Our morning’s salutation is, "Rebels! Turn out your dead!" ... we bury 6, 7, 8, 9, 10 and 11 prisoners a day.
An anonymous prisoner’s letter aboard the HMS Jersey, printed in the Continental Journal, August 23, 1781
Source: Readex / America’s Historical Newspapers -
Memoir
Dring’s is the fullest surviving eyewitness account.
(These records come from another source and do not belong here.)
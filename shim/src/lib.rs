//! The in-process transport: a shared library injected into the target via
//! `LD_PRELOAD`. Each exported symbol consults the canonical policy,
//! optionally stages a rewritten argument in thread-local storage, and
//! forwards to the next symbol in the dynamic linker's chain.
//!
//! ```bash
//! LD_PRELOAD=/path/to/libmirage_shim.so k3s server
//! ```
//!
//! Setting `MIRAGE_VERBOSE` in the target's environment logs every rewrite
//! to stderr. Syscalls issued through the vDSO or raw instructions bypass
//! libc and are out of this transport's reach; that is the contract, and the
//! ptrace supervisor covers those cases.

use libc::{c_char, c_int, c_ulong, c_void, size_t, socklen_t, ssize_t};
use mirage_policy::Policy;
use once_cell::sync::{Lazy, OnceCell};
use std::ffi::CStr;
use std::sync::atomic::{AtomicBool, Ordering};

#[macro_use]
mod log;
mod fs;
mod net;

/// Next-in-chain addresses for every interposed symbol. Written once before
/// any shim runs, read-only afterwards.
pub(crate) struct RealFns {
    pub open: unsafe extern "C" fn(*const c_char, c_int, ...) -> c_int,
    pub openat: unsafe extern "C" fn(c_int, *const c_char, c_int, ...) -> c_int,
    pub stat: unsafe extern "C" fn(*const c_char, *mut libc::stat) -> c_int,
    pub lstat: unsafe extern "C" fn(*const c_char, *mut libc::stat) -> c_int,
    pub statfs: unsafe extern "C" fn(*const c_char, *mut libc::statfs) -> c_int,
    pub fstatfs: unsafe extern "C" fn(c_int, *mut libc::statfs) -> c_int,
    pub fopen: unsafe extern "C" fn(*const c_char, *const c_char) -> *mut libc::FILE,
    pub socket: unsafe extern "C" fn(c_int, c_int, c_int) -> c_int,
    pub bind: unsafe extern "C" fn(c_int, *const libc::sockaddr, socklen_t) -> c_int,
    pub setsockopt: unsafe extern "C" fn(c_int, c_int, c_int, *const c_void, socklen_t) -> c_int,
    pub ioctl: unsafe extern "C" fn(c_int, c_ulong, ...) -> c_int,
    pub sendto: unsafe extern "C" fn(
        c_int,
        *const c_void,
        size_t,
        c_int,
        *const libc::sockaddr,
        socklen_t,
    ) -> ssize_t,
    pub recvfrom: unsafe extern "C" fn(
        c_int,
        *mut c_void,
        size_t,
        c_int,
        *mut libc::sockaddr,
        *mut socklen_t,
    ) -> ssize_t,
    pub close: unsafe extern "C" fn(c_int) -> c_int,
}

static REAL: OnceCell<RealFns> = OnceCell::new();
static VERBOSE: AtomicBool = AtomicBool::new(false);

/// The canonical interposer rule set; every shim consults it rather than
/// hard-coding its own dispatch. Forced in the constructor so no hot path
/// pays for the first use.
static POLICY: Lazy<Policy> = Lazy::new(Policy::interposer_default);

pub(crate) fn verbose() -> bool {
    VERBOSE.load(Ordering::Relaxed)
}

pub(crate) fn real() -> &'static RealFns {
    REAL.get_or_init(|| unsafe { RealFns::resolve() })
}

pub(crate) fn policy() -> &'static Policy {
    &POLICY
}

impl RealFns {
    /// Chase every symbol through `RTLD_NEXT`. A hole in the table means the
    /// target cannot safely run; abort with a diagnostic rather than limp.
    unsafe fn resolve() -> Self {
        macro_rules! sym {
            ($name:literal) => {
                std::mem::transmute(must_resolve(CStr::from_bytes_with_nul_unchecked($name)))
            };
        }
        RealFns {
            open: sym!(b"open\0"),
            openat: sym!(b"openat\0"),
            stat: sym!(b"stat\0"),
            lstat: sym!(b"lstat\0"),
            statfs: sym!(b"statfs\0"),
            fstatfs: sym!(b"fstatfs\0"),
            fopen: sym!(b"fopen\0"),
            socket: sym!(b"socket\0"),
            bind: sym!(b"bind\0"),
            setsockopt: sym!(b"setsockopt\0"),
            ioctl: sym!(b"ioctl\0"),
            sendto: sym!(b"sendto\0"),
            recvfrom: sym!(b"recvfrom\0"),
            close: sym!(b"close\0"),
        }
    }
}

unsafe fn must_resolve(name: &CStr) -> *mut c_void {
    let sym = libc::dlsym(libc::RTLD_NEXT, name.as_ptr());
    if sym.is_null() {
        let msg = format!("[mirage-shim] missing libc symbol {name:?}, aborting\n");
        libc::write(2, msg.as_ptr() as *const c_void, msg.len());
        libc::abort();
    }
    sym
}

#[ctor::ctor]
fn initialize() {
    VERBOSE.store(
        std::env::var_os("MIRAGE_VERBOSE").is_some(),
        Ordering::Relaxed,
    );
    let _ = real();
    Lazy::force(&POLICY);
    shim_log!("interposer loaded");
}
This is his first night driven below decks.
Surrounded by I knew not whom, except that they were beings as wretched as myself; with dismal sounds meeting my ears from every direction; a nauseous and putrid atmosphere filling my lungs at every breath.
Captain Thomas Dring, Recollections of the Jersey Prison-Ship (prisoner 1782, published 1829)
Source: American Prisoners of the Revolution (Dandridge) -
Memoir
Fox names the strategy behind the suffering: starve the prisoners until they switch sides.
Many were actually starved to death in hope of making them enroll themselves in the British Army.
Ebenezer Fox, imprisoned on the Jersey as a teenager in 1781 (memoir, 1847)
Source: Journal of the American Revolution -
Memoir
Andros, a prisoner who later became a clergyman, gives the most-quoted line on the ship’s lethality.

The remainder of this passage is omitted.